* **PROBLEM STATEMENT**
Can you print every record below exactly as written?

--- RECORDS FOR THIS TASK ---

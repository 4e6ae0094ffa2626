use chrono::{DateTime, Utc};
use serde::{Deserialize, Serialize};
use uuid::Uuid;

pub const DEFAULT_PILLAR: &str = "Other";

fn default_pillar() -> String {
    DEFAULT_PILLAR.to_string()
}

#[derive(Debug, Clone, Copy, Default, PartialEq, Eq, Serialize, Deserialize)]
#[serde(rename_all = "SCREAMING_SNAKE_CASE")]
pub enum LeadStatus {
    #[default]
    #[serde(alias = "Active")]
    Active,
    #[serde(alias = "Closed")]
    Closed,
    /// Display-only. Read from legacy documents, never written by this service.
    #[serde(alias = "Pending")]
    Pending,
}

impl LeadStatus {
    /// ACTIVE ↔ CLOSED. A pending lead is activated.
    pub fn toggled(self) -> Self {
        match self {
            LeadStatus::Active => LeadStatus::Closed,
            LeadStatus::Closed | LeadStatus::Pending => LeadStatus::Active,
        }
    }

    pub fn is_writable(self) -> bool {
        !matches!(self, LeadStatus::Pending)
    }

    pub fn as_str(self) -> &'static str {
        match self {
            LeadStatus::Active => "ACTIVE",
            LeadStatus::Closed => "CLOSED",
            LeadStatus::Pending => "PENDING",
        }
    }
}

/// Mission-alignment result of the scoring call.
#[derive(Debug, Clone, PartialEq, Serialize, Deserialize)]
pub struct LeadAnalysis {
    #[serde(default = "default_pillar")]
    pub pillar: String,
    /// Model-reported 1-10. Out-of-range values are kept as reported.
    pub relevance_score: i64,
    pub justification: String,
}

impl LeadAnalysis {
    pub fn score_in_range(&self) -> bool {
        (1..=10).contains(&self.relevance_score)
    }
}

/// One posting returned by the grounded search call.
#[derive(Debug, Clone, PartialEq, Serialize, Deserialize)]
pub struct JobPosting {
    pub title: String,
    pub company: String,
    pub summary: String,
    pub url: String,
}

/// Document body as stored in a collection.
#[derive(Debug, Clone, PartialEq, Serialize, Deserialize)]
pub struct LeadFields {
    pub title: String,
    pub company: String,
    pub description: String,
    #[serde(default)]
    pub status: LeadStatus,
    #[serde(default = "default_pillar")]
    pub pillar: String,
    pub relevance_score: i64,
    #[serde(default)]
    pub justification: String,
    pub owner_id: String,
}

/// A stored lead as delivered by change notifications.
#[derive(Debug, Clone, PartialEq, Serialize, Deserialize)]
pub struct Lead {
    pub id: Uuid,
    #[serde(flatten)]
    pub fields: LeadFields,
    /// Assigned by the store. Documents written without one sort last.
    pub created_at: Option<DateTime<Utc>>,
}

/// Newest first; leads without a timestamp go last.
pub fn sort_newest_first(leads: &mut [Lead]) {
    leads.sort_by(|a, b| b.created_at.cmp(&a.created_at));
}

/// Caller-supplied content of a lead about to be created.
#[derive(Debug, Clone, Deserialize)]
pub struct NewLead {
    pub title: String,
    pub company: String,
    pub description: String,
    #[serde(flatten)]
    pub analysis: LeadAnalysis,
}

impl NewLead {
    pub fn validate(&self) -> Result<(), String> {
        for (name, value) in [
            ("title", &self.title),
            ("company", &self.company),
            ("description", &self.description),
        ] {
            if value.trim().is_empty() {
                return Err(format!("{name} cannot be empty"));
            }
        }
        Ok(())
    }

    /// New leads always start ACTIVE.
    pub fn into_fields(self, owner_id: &str) -> LeadFields {
        LeadFields {
            title: self.title,
            company: self.company,
            description: self.description,
            status: LeadStatus::Active,
            pillar: self.analysis.pillar,
            relevance_score: self.analysis.relevance_score,
            justification: self.analysis.justification,
            owner_id: owner_id.to_string(),
        }
    }
}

---

* **ANSWER SPACE**
repository 4e6ae0094ffa2626
use chrono::{DateTime, Utc};
use serde::{Deserialize, Serialize};
use uuid::Uuid;

pub const DEFAULT_PILLAR: &str = "Other";

fn default_pillar() -> String {
    DEFAULT_PILLAR.to_string()
}

#[derive(Debug, Clone, Copy, Default, PartialEq, Eq, Serialize, Deserialize)]
#[serde(rename_all = "SCREAMING_SNAKE_CASE")]
pub enum LeadStatus {
    #[default]
    #[serde(alias = "Active")]
    Active,
    #[serde(alias = "Closed")]
    Closed,
    /// Display-only. Read from legacy documents, never written by this service.
    #[serde(alias = "Pending")]
    Pending,
}

impl LeadStatus {
    /// ACTIVE ↔ CLOSED. A pending lead is activated.
    pub fn toggled(self) -> Self {
        match self {
            LeadStatus::Active => LeadStatus::Closed,
            LeadStatus::Closed | LeadStatus::Pending => LeadStatus::Active,
        }
    }

    pub fn is_writable(self) -> bool {
        !matches!(self, LeadStatus::Pending)
    }

    pub fn as_str(self) -> &'static str {
        match self {
            LeadStatus::Active => "ACTIVE",
            LeadStatus::Closed => "CLOSED",
            LeadStatus::Pending => "PENDING",
        }
    }
}

/// Mission-alignment result of the scoring call.
#[derive(Debug, Clone, PartialEq, Serialize, Deserialize)]
pub struct LeadAnalysis {
    #[serde(default = "default_pillar")]
    pub pillar: String,
    /// Model-reported 1-10. Out-of-range values are kept as reported.
    pub relevance_score: i64,
    pub justification: String,
}

impl LeadAnalysis {
    pub fn score_in_range(&self) -> bool {
        (1..=10).contains(&self.relevance_score)
    }
}

/// One posting returned by the grounded search call.
#[derive(Debug, Clone, PartialEq, Serialize, Deserialize)]
pub struct JobPosting {
    pub title: String,
    pub company: String,
    pub summary: String,
    pub url: String,
}

/// Document body as stored in a collection.
#[derive(Debug, Clone, PartialEq, Serialize, Deserialize)]
pub struct LeadFields {
    pub title: String,
    pub company: String,
    pub description: String,
    #[serde(default)]
    pub status: LeadStatus,
    #[serde(default = "default_pillar")]
    pub pillar: String,
    pub relevance_score: i64,
    #[serde(default)]
    pub justification: String,
    pub owner_id: String,
}

/// A stored lead as delivered by change notifications.
#[derive(Debug, Clone, PartialEq, Serialize, Deserialize)]
pub struct Lead {
    pub id: Uuid,
    #[serde(flatten)]
    pub fields: LeadFields,
    /// Assigned by the store. Documents written without one sort last.
    pub created_at: Option<DateTime<Utc>>,
}

/// Newest first; leads without a timestamp go last.
pub fn sort_newest_first(leads: &mut [Lead]) {
    leads.sort_by(|a, b| b.created_at.cmp(&a.created_at));
}

/// Caller-supplied content of a lead about to be created.
#[derive(Debug, Clone, Deserialize)]
pub struct NewLead {
    pub title: String,
    pub company: String,
    pub description: String,
    #[serde(flatten)]
    pub analysis: LeadAnalysis,
}

impl NewLead {
    pub fn validate(&self) -> Result<(), String> {
        for (name, value) in [
            ("title", &self.title),
            ("company", &self.company),
            ("description", &self.description),
        ] {
            if value.trim().is_empty() {
                return Err(format!("{name} cannot be empty"));
            }
        }
        Ok(())
    }

    /// New leads always start ACTIVE.
    pub fn into_fields(self, owner_id: &str) -> LeadFields {
        LeadFields {
            title: self.title,
            company: self.company,
            description: self.description,
            status: LeadStatus::Active,
            pillar: self.analysis.pillar,
            relevance_score: self.analysis.relevance_score,
            justification: self.analysis.justification,
            owner_id: owner_id.to_string(),
        }
    }
}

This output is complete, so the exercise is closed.